■ **Activity**: The response should consist of the listing, repeated word for word.
Dataset excerpts below:
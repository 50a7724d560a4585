//! Interarrival and service-time sampling.
//!
//! All randomness in a run flows through one [`VariateSource`], so a seeded
//! source reproduces the same trajectory draw for draw.

use rand::rngs::StdRng;
use rand::{Rng, SeedableRng};
use rand_distr::{Exp, Normal};

use crate::error::{Error, Result};
use crate::models::{ArrivalDistribution, ServiceDistribution};

pub struct VariateSource {
    rng: StdRng,
}

impl VariateSource {
    /// Seeded sources are reproducible; `None` draws a seed from OS entropy.
    pub fn new(seed: Option<u64>) -> Self {
        let rng = match seed {
            Some(seed) => StdRng::seed_from_u64(seed),
            None => StdRng::from_entropy(),
        };
        Self { rng }
    }

    pub fn next_interarrival(&mut self, dist: &ArrivalDistribution) -> Result<f64> {
        dist.validate()?;
        match *dist {
            ArrivalDistribution::Exponential { rate } => {
                let exp = Exp::new(rate).map_err(|_| positive("arrival rate", rate))?;
                Ok(self.rng.sample(exp))
            }
            ArrivalDistribution::ConstantRate { rate } => Ok(1.0 / rate),
            ArrivalDistribution::FixedInterval { interval } => Ok(interval),
        }
    }

    pub fn next_service(&mut self, dist: &ServiceDistribution) -> Result<f64> {
        dist.validate()?;
        match *dist {
            ServiceDistribution::Exponential { rate } => {
                let exp = Exp::new(rate).map_err(|_| positive("service rate", rate))?;
                Ok(self.rng.sample(exp))
            }
            ServiceDistribution::Constant { time } => Ok(time),
            ServiceDistribution::Normal { mean, std_dev } => {
                let normal = Normal::new(mean, std_dev)
                    .map_err(|_| non_negative("service std_dev", std_dev))?;
                Ok(self.rng.sample(normal).max(0.0))
            }
        }
    }
}

impl ArrivalDistribution {
    pub fn validate(&self) -> Result<()> {
        match *self {
            ArrivalDistribution::Exponential { rate }
            | ArrivalDistribution::ConstantRate { rate } => {
                require_positive("arrival rate", rate)
            }
            ArrivalDistribution::FixedInterval { interval } => {
                require_positive("arrival interval", interval)
            }
        }
    }
}

impl ServiceDistribution {
    pub fn validate(&self) -> Result<()> {
        match *self {
            ServiceDistribution::Exponential { rate } => require_positive("service rate", rate),
            ServiceDistribution::Constant { time } => require_positive("service time", time),
            ServiceDistribution::Normal { mean, std_dev } => {
                require_positive("service mean", mean)?;
                if std_dev >= 0.0 && std_dev.is_finite() {
                    Ok(())
                } else {
                    Err(non_negative("service std_dev", std_dev))
                }
            }
        }
    }
}

fn require_positive(name: &'static str, value: f64) -> Result<()> {
    if value > 0.0 && value.is_finite() {
        Ok(())
    } else {
        Err(positive(name, value))
    }
}

fn positive(name: &'static str, value: f64) -> Error {
    Error::InvalidParameter {
        name,
        requirement: "positive",
        value,
    }
}

fn non_negative(name: &'static str, value: f64) -> Error {
    Error::InvalidParameter {
        name,
        requirement: "non-negative",
        value,
    }
}

#[cfg(test)]
mod tests {
    use super::*;

    #[test]
    fn deterministic_families_return_literal_values() {
        let mut source = VariateSource::new(Some(1));
        assert_eq!(
            source
                .next_interarrival(&ArrivalDistribution::ConstantRate { rate: 4.0 })
                .unwrap(),
            0.25
        );
        assert_eq!(
            source
                .next_interarrival(&ArrivalDistribution::FixedInterval { interval: 0.2 })
                .unwrap(),
            0.2
        );
        assert_eq!(
            source
                .next_service(&ServiceDistribution::Constant { time: 0.15 })
                .unwrap(),
            0.15
        );
    }

    #[test]
    fn same_seed_reproduces_samples() {
        let dist = ArrivalDistribution::Exponential { rate: 5.0 };
        let mut a = VariateSource::new(Some(42));
        let mut b = VariateSource::new(Some(42));
        let left: Vec<f64> = (0..16).map(|_| a.next_interarrival(&dist).unwrap()).collect();
        let right: Vec<f64> = (0..16).map(|_| b.next_interarrival(&dist).unwrap()).collect();
        assert_eq!(left, right);
        assert!(left.iter().all(|gap| *gap >= 0.0));
    }

    #[test]
    fn exponential_mean_tracks_rate() {
        let dist = ServiceDistribution::Exponential { rate: 4.0 };
        let mut source = VariateSource::new(Some(7));
        let n = 20_000;
        let mean = (0..n)
            .map(|_| source.next_service(&dist).unwrap())
            .sum::<f64>()
            / n as f64;
        assert!((mean - 0.25).abs() < 0.01, "mean was {}", mean);
    }

    #[test]
    fn normal_service_is_clamped_at_zero() {
        let dist = ServiceDistribution::Normal {
            mean: 0.01,
            std_dev: 5.0,
        };
        let mut source = VariateSource::new(Some(3));
        let samples: Vec<f64> = (0..1_000)
            .map(|_| source.next_service(&dist).unwrap())
            .collect();
        assert!(samples.iter().all(|value| *value >= 0.0));
        assert!(samples.iter().any(|value| *value == 0.0));
    }

    #[test]
    fn invalid_parameters_are_rejected() {
        let mut source = VariateSource::new(Some(1));
        let err = source
            .next_interarrival(&ArrivalDistribution::Exponential { rate: 0.0 })
            .unwrap_err();
        assert_eq!(
            err.to_string(),
            "invalid parameter: arrival rate must be positive (got 0)"
        );
        assert!(source
            .next_interarrival(&ArrivalDistribution::FixedInterval { interval: -1.0 })
            .is_err());
        assert!(source
            .next_service(&ServiceDistribution::Constant { time: 0.0 })
            .is_err());
        let err = source
            .next_service(&ServiceDistribution::Normal {
                mean: 1.0,
                std_dev: -0.5,
            })
            .unwrap_err();
        assert_eq!(
            err.to_string(),
            "invalid parameter: service std_dev must be non-negative (got -0.5)"
        );
        assert!(ServiceDistribution::Normal {
            mean: 0.0,
            std_dev: 1.0
        }
        .validate()
        .is_err());
    }

    #[test]
    fn zero_std_dev_is_allowed() {
        let dist = ServiceDistribution::Normal {
            mean: 0.3,
            std_dev: 0.0,
        };
        let mut source = VariateSource::new(Some(9));
        assert_eq!(source.next_service(&dist).unwrap(), 0.3);
    }
}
End of Dataset excerpts.
■ **Answer section**:
repository 50a7724d560a4585
//! Interarrival and service-time sampling.
//!
//! All randomness in a run flows through one [`VariateSource`], so a seeded
//! source reproduces the same trajectory draw for draw.

use rand::rngs::StdRng;
use rand::{Rng, SeedableRng};
use rand_distr::{Exp, Normal};

use crate::error::{Error, Result};
use crate::models::{ArrivalDistribution, ServiceDistribution};

pub struct VariateSource {
    rng: StdRng,
}

impl VariateSource {
    /// Seeded sources are reproducible; `None` draws a seed from OS entropy.
    pub fn new(seed: Option<u64>) -> Self {
        let rng = match seed {
            Some(seed) => StdRng::seed_from_u64(seed),
            None => StdRng::from_entropy(),
        };
        Self { rng }
    }

    pub fn next_interarrival(&mut self, dist: &ArrivalDistribution) -> Result<f64> {
        dist.validate()?;
        match *dist {
            ArrivalDistribution::Exponential { rate } => {
                let exp = Exp::new(rate).map_err(|_| positive("arrival rate", rate))?;
                Ok(self.rng.sample(exp))
            }
            ArrivalDistribution::ConstantRate { rate } => Ok(1.0 / rate),
            ArrivalDistribution::FixedInterval { interval } => Ok(interval),
        }
    }

    pub fn next_service(&mut self, dist: &ServiceDistribution) -> Result<f64> {
        dist.validate()?;
        match *dist {
            ServiceDistribution::Exponential { rate } => {
                let exp = Exp::new(rate).map_err(|_| positive("service rate", rate))?;
                Ok(self.rng.sample(exp))
            }
            ServiceDistribution::Constant { time } => Ok(time),
            ServiceDistribution::Normal { mean, std_dev } => {
                let normal = Normal::new(mean, std_dev)
                    .map_err(|_| non_negative("service std_dev", std_dev))?;
                Ok(self.rng.sample(normal).max(0.0))
            }
        }
    }
}

impl ArrivalDistribution {
    pub fn validate(&self) -> Result<()> {
        match *self {
            ArrivalDistribution::Exponential { rate }
            | ArrivalDistribution::ConstantRate { rate } => {
                require_positive("arrival rate", rate)
            }
            ArrivalDistribution::FixedInterval { interval } => {
                require_positive("arrival interval", interval)
            }
        }
    }
}

impl ServiceDistribution {
    pub fn validate(&self) -> Result<()> {
        match *self {
            ServiceDistribution::Exponential { rate } => require_positive("service rate", rate),
            ServiceDistribution::Constant { time } => require_positive("service time", time),
            ServiceDistribution::Normal { mean, std_dev } => {
                require_positive("service mean", mean)?;
                if std_dev >= 0.0 && std_dev.is_finite() {
                    Ok(())
                } else {
                    Err(non_negative("service std_dev", std_dev))
                }
            }
        }
    }
}

fn require_positive(name: &'static str, value: f64) -> Result<()> {
    if value > 0.0 && value.is_finite() {
        Ok(())
    } else {
        Err(positive(name, value))
    }
}

fn positive(name: &'static str, value: f64) -> Error {
    Error::InvalidParameter {
        name,
        requirement: "positive",
        value,
    }
}

fn non_negative(name: &'static str, value: f64) -> Error {
    Error::InvalidParameter {
        name,
        requirement: "non-negative",
        value,
    }
}

#[cfg(test)]
mod tests {
    use super::*;

    #[test]
    fn deterministic_families_return_literal_values() {
        let mut source = VariateSource::new(Some(1));
        assert_eq!(
            source
                .next_interarrival(&ArrivalDistribution::ConstantRate { rate: 4.0 })
                .unwrap(),
            0.25
        );
        assert_eq!(
            source
                .next_interarrival(&ArrivalDistribution::FixedInterval { interval: 0.2 })
                .unwrap(),
            0.2
        );
        assert_eq!(
            source
                .next_service(&ServiceDistribution::Constant { time: 0.15 })
                .unwrap(),
            0.15
        );
    }

    #[test]
    fn same_seed_reproduces_samples() {
        let dist = ArrivalDistribution::Exponential { rate: 5.0 };
        let mut a = VariateSource::new(Some(42));
        let mut b = VariateSource::new(Some(42));
        let left: Vec<f64> = (0..16).map(|_| a.next_interarrival(&dist).unwrap()).collect();
        let right: Vec<f64> = (0..16).map(|_| b.next_interarrival(&dist).unwrap()).collect();
        assert_eq!(left, right);
        assert!(left.iter().all(|gap| *gap >= 0.0));
    }

    #[test]
    fn exponential_mean_tracks_rate() {
        let dist = ServiceDistribution::Exponential { rate: 4.0 };
        let mut source = VariateSource::new(Some(7));
        let n = 20_000;
        let mean = (0..n)
            .map(|_| source.next_service(&dist).unwrap())
            .sum::<f64>()
            / n as f64;
        assert!((mean - 0.25).abs() < 0.01, "mean was {}", mean);
    }

    #[test]
    fn normal_service_is_clamped_at_zero() {
        let dist = ServiceDistribution::Normal {
            mean: 0.01,
            std_dev: 5.0,
        };
        let mut source = VariateSource::new(Some(3));
        let samples: Vec<f64> = (0..1_000)
            .map(|_| source.next_service(&dist).unwrap())
            .collect();
        assert!(samples.iter().all(|value| *value >= 0.0));
        assert!(samples.iter().any(|value| *value == 0.0));
    }

    #[test]
    fn invalid_parameters_are_rejected() {
        let mut source = VariateSource::new(Some(1));
        let err = source
            .next_interarrival(&ArrivalDistribution::Exponential { rate: 0.0 })
            .unwrap_err();
        assert_eq!(
            err.to_string(),
            "invalid parameter: arrival rate must be positive (got 0)"
        );
        assert!(source
            .next_interarrival(&ArrivalDistribution::FixedInterval { interval: -1.0 })
            .is_err());
        assert!(source
            .next_service(&ServiceDistribution::Constant { time: 0.0 })
            .is_err());
        let err = source
            .next_service(&ServiceDistribution::Normal {
                mean: 1.0,
                std_dev: -0.5,
            })
            .unwrap_err();
        assert_eq!(
            err.to_string(),
            "invalid parameter: service std_dev must be non-negative (got -0.5)"
        );
        assert!(ServiceDistribution::Normal {
            mean: 0.0,
            std_dev: 1.0
        }
        .validate()
        .is_err());
    }

    #[test]
    fn zero_std_dev_is_allowed() {
        let dist = ServiceDistribution::Normal {
            mean: 0.3,
            std_dev: 0.0,
        };
        let mut source = VariateSource::new(Some(9));
        assert_eq!(source.next_service(&dist).unwrap(), 0.3);
    }
}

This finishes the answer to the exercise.